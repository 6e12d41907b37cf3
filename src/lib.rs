//! Asynchronous transport core for game-server query clients.
//!
//! This crate provides the machinery between a query client and the wire:
//! pooled connections, typed configuration, resilience policies, and
//! request/response correlation over datagram and stream sockets.
//!
//! # Features
//!
//! - Reference-counted shared resources with single teardown
//! - Typed, lockable options that also seed per-connection attributes
//! - Keyed connection pools with fixed or adaptive capacity
//! - Retry, circuit breaker and rate limiter policies
//! - Envelopes whose promises are completed exactly once
//! - Reassembly of responses split across several packets
//!
//! # Example
//!
//! ```no_run
//! use gamequery::QueryContext;
//! use gamequery::codec::FramedCodec;
//! use gamequery::options::defaults;
//! use gamequery::transport::UdpConnector;
//! use bytes::Bytes;
//!
//! #[tokio::main]
//! async fn main() -> Result<(), Box<dyn std::error::Error>> {
//!     let context = QueryContext::new();
//!     context.options().add(&defaults::REPORT_INCOMPLETE, true)?;
//!
//!     let messenger = context.messenger(UdpConnector::new(), FramedCodec::new())?;
//!     let addr = gamequery::parse_address("127.0.0.1", 27015).await?;
//!     let reply = messenger.request(Bytes::from_static(b"info"), Some(addr)).await?;
//!
//!     println!("Response: {:?}", reply);
//!     Ok(())
//! }
//! ```
//!
//! # Request Path
//!
//! ```text
//! caller ──► Messenger ──► RateLimiter ──► CircuitBreaker ──► Retry
//!                                                               │
//!            Promise ◄── Codec decoder ◄── Transport ◄── ConnectionPool
//! ```

pub mod address;
pub mod codec;
pub mod connection;
pub mod context;
pub mod error;
pub mod messenger;
pub mod options;
pub mod policy;
pub mod resource;
pub mod transport;

// Re-export commonly used types at the crate root
pub use address::parse_address;
pub use codec::{Codec, Decoded, FramedCodec, ResponseDecoder};
pub use connection::{ConnectionPool, PoolConfig, PoolKey, PoolStrategy, PooledConnection};
pub use context::QueryContext;
pub use error::{ErrorKind, QueryError, Result};
pub use messenger::{Envelope, Messenger, MessengerConfig, Promise, ResponseFuture};
pub use options::{ClientOption, ConnectionAttributes, OptionRegistry, Options};
pub use policy::ResiliencePolicy;
pub use resource::{ManagedResource, ManagedResourceProvider, ResourceLease, TaskExecutor};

───

__Exercise goal__. Which lines of the records above contain the word "reply"? Show each of them.

__Exercise response__.
//!     let reply = messenger.request(Bytes::from_static(b"info"), Some(addr)).await?;
//!     println!("Response: {:?}", reply);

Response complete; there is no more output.